South Korea’s economy grew at the slowest pace in two years as Europe’s sovereign-debt crisis weighed on exports.
Fourth-quarter GDP expanded 0.4 percent from the third quarter, when it gained 0.8 percent, the central bank said in Seoul yesterday. That compares with the median 0.5 percent estimate of 10 economists surveyed. From a year earlier, the economy grew 3.4 percent, after a 3.5 percent gain in the third quarter, yesterday’s report showed.
Exports fell for the first time in two years and investment and consumption also declined in the final three months of last year, yesterday’s report showed.
The figures showing slower demand indicate Asia’s fourth-largest economy will contract this quarter, according to Nomura Holdings Inc.
“There won’t be much choice for the Bank of Korea other than to cut rates” if the export slump worsens and first-quarter economic growth deteriorates, said Park Sang-hyun chief economist at Seoul-based HI Investment & Securities Co.
The won rose 0.7 percent to close at 1,125.95 per US dollar in Seoul on Wednesday, while the benchmark KOSPI stock index gained 0.1 percent. The currency fell 6 percent over the past six months, the second-worst performer among Asia’s 10 most-used currencies.
Exports dropped 1.5 percent in the fourth quarter from the third, when overseas shipments gained 2.2 percent, the report showed. Corporate investment in facilities fell 5.2 percent from the previous quarter, when it slid 0.8 percent, while private consumption decreased 0.4 percent after advancing 0.4 percent.
The economy may contract 0.1 percent in the three months ending in March from the previous quarter because of weaker exports and ‘‘tepid” domestic demand, according to Kwon Young-sun, a Hong Kong-based economist at Nomura Holdings Inc.
Politicians may combat the slump with a 12 trillion won (US$10.7 billion) supplementary budget, equivalent to 1 percent of GDP, and the central bank may cut rates in April and July, he said.
South Korea’s inflation rate has remained elevated in recent months in part because a weakening won has made imported goods more expensive. Consumer prices rose 4.2 percent from a year earlier in November and last month, exceeding the central bank’s target limit of 4 percent and the average of 3.2 percent for the decade through last year.

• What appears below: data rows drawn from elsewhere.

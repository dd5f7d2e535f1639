//! Core data model.
//!
//! A queue is a named, score-ordered set of member identifiers. Lower scores
//! leave first; equal scores leave in byte-wise member order. Every operation
//! is expressed as a plain request value so callers (and the CLI) can route
//! them through [`crate::queue::QueueService::execute`].

use serde::{Deserialize, Serialize};

// ---------------------------------------------------------------------------
// Entries
// ---------------------------------------------------------------------------

/// One member of a queue together with its priority score.
#[derive(Debug, Clone, PartialEq, Serialize, Deserialize)]
pub struct QueueEntry {
    pub member_id: String,
    /// Lower is higher priority.
    pub score: f64,
}

// ---------------------------------------------------------------------------
// Requests
// ---------------------------------------------------------------------------

/// Add a member to a queue, or move it if it is already there.
#[derive(Debug, Clone, PartialEq, Serialize, Deserialize)]
pub struct EnqueueReq {
    pub queue_id: String,
    pub member_id: String,
    pub score: f64,
}

impl EnqueueReq {
    pub fn entry(&self) -> QueueEntry {
        QueueEntry {
            member_id: self.member_id.clone(),
            score: self.score,
        }
    }
}

/// How many members a dequeue takes.
#[derive(Debug, Clone, Copy, PartialEq, Eq, Default, Serialize, Deserialize)]
#[serde(tag = "mode", content = "count", rename_all = "snake_case")]
pub enum DequeueMode {
    /// The single highest-priority member.
    #[default]
    Single,
    /// Up to N members from the head of the queue. N of 0 or 1 behaves as
    /// [`DequeueMode::Single`].
    First(usize),
    /// Every member, flagging the queue as fully released.
    ReleaseAll,
}

impl DequeueMode {
    /// Number of members a ranked dequeue removes, or `None` for release-all.
    pub fn take_count(self) -> Option<usize> {
        match self {
            DequeueMode::Single => Some(1),
            DequeueMode::First(n) => Some(n.max(1)),
            DequeueMode::ReleaseAll => None,
        }
    }

    /// Label used for metrics and spans.
    pub fn as_str(self) -> &'static str {
        match self {
            DequeueMode::Single => "single",
            DequeueMode::First(n) if n <= 1 => "single",
            DequeueMode::First(_) => "first_n",
            DequeueMode::ReleaseAll => "release_all",
        }
    }
}

#[derive(Debug, Clone, PartialEq, Eq, Serialize, Deserialize)]
pub struct DequeueReq {
    pub queue_id: String,
    #[serde(default)]
    pub mode: DequeueMode,
}

/// Ask for a member's zero-based rank.
#[derive(Debug, Clone, PartialEq, Eq, Serialize, Deserialize)]
pub struct PositionReq {
    pub queue_id: String,
    pub member_id: String,
}

/// Set or update a member's score. Same effect as [`EnqueueReq`].
#[derive(Debug, Clone, PartialEq, Serialize, Deserialize)]
pub struct SetPriorityReq {
    pub queue_id: String,
    pub member_id: String,
    pub score: f64,
}

impl SetPriorityReq {
    pub fn entry(&self) -> QueueEntry {
        QueueEntry {
            member_id: self.member_id.clone(),
            score: self.score,
        }
    }
}

/// Cancel a member. Does not count as a dequeue.
#[derive(Debug, Clone, PartialEq, Eq, Serialize, Deserialize)]
pub struct DeleteReq {
    pub queue_id: String,
    pub member_id: String,
}

/// Has this member left the queue through a dequeue?
#[derive(Debug, Clone, PartialEq, Eq, Serialize, Deserialize)]
pub struct IsDequeuedReq {
    pub queue_id: String,
    pub member_id: String,
}

/// Any queue operation, tagged by kind.
#[derive(Debug, Clone, PartialEq, Serialize, Deserialize)]
#[serde(tag = "op", rename_all = "snake_case")]
pub enum Request {
    Enqueue(EnqueueReq),
    Dequeue(DequeueReq),
    Position(PositionReq),
    SetPriority(SetPriorityReq),
    Delete(DeleteReq),
    Peek { queue_id: String },
    IsDequeued(IsDequeuedReq),
    Clear { queue_id: String },
}

impl Request {
    /// The queue this request targets.
    pub fn queue_id(&self) -> &str {
        match self {
            Request::Enqueue(r) => &r.queue_id,
            Request::Dequeue(r) => &r.queue_id,
            Request::Position(r) => &r.queue_id,
            Request::SetPriority(r) => &r.queue_id,
            Request::Delete(r) => &r.queue_id,
            Request::Peek { queue_id } => queue_id,
            Request::IsDequeued(r) => &r.queue_id,
            Request::Clear { queue_id } => queue_id,
        }
    }
}

// ---------------------------------------------------------------------------
// Responses
// ---------------------------------------------------------------------------

/// Result of [`Request`], one variant per request kind.
#[derive(Debug, Clone, PartialEq, Eq, Serialize, Deserialize)]
#[serde(tag = "result", content = "value", rename_all = "snake_case")]
pub enum Response {
    Enqueued,
    Dequeued(Vec<String>),
    Position(u64),
    PrioritySet,
    Deleted,
    Peeked(String),
    IsDequeued(bool),
    Cleared(u64),
}
//! Metric instrument factories for pqueue-rs.
//!
//! Uses the OTel Meter API with the globally-registered `MeterProvider`.
//! All instruments are created lazily from the `"pqueue-rs"` meter.

use opentelemetry::metrics::{Counter, Histogram, Meter};

/// Returns the shared meter for pqueue-rs instruments.
fn meter() -> Meter {
    opentelemetry::global::meter("pqueue-rs")
}

/// Counter: queue operations.
/// Labels: `operation`, `result` ("ok" | "empty" | "not_found" | "invalid" | "error").
pub fn queue_operations() -> Counter<u64> {
    meter()
        .u64_counter("pqueue.queue.operations")
        .with_description("Number of queue operations")
        .build()
}

/// Counter: members removed by dequeues.
/// Labels: `mode` ("single" | "first_n" | "release_all").
pub fn dequeued_members() -> Counter<u64> {
    meter()
        .u64_counter("pqueue.queue.dequeued_members")
        .with_description("Number of members removed by dequeue operations")
        .build()
}

/// Histogram: operation duration in milliseconds.
/// Labels: `operation`.
pub fn operation_duration_ms() -> Histogram<f64> {
    meter()
        .f64_histogram("pqueue.operation.duration_ms")
        .with_description("Queue operation duration in milliseconds")
        .with_unit("ms")
        .build()
}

Risks to South Korea’s economy are increasing and inflation may ease at a moderate pace as growth slows for some time before picking up, the central bank said on Jan. 13, when it decided by a unanimous vote to keep the main rate unchanged for a seventh straight month.
South Korea may enter a normal recovery path in the second half of the year, central bank Governor Kim Choong-soo said that day.
The central bank forecast last month that the economy would grow 3.7 percent in this year and 4.2 percent in 2013. The economy expanded 3.6 percent last year, the report showed.
Consumer prices may increase 3.3 percent this year after a 4 percent gain last year, according to the projections.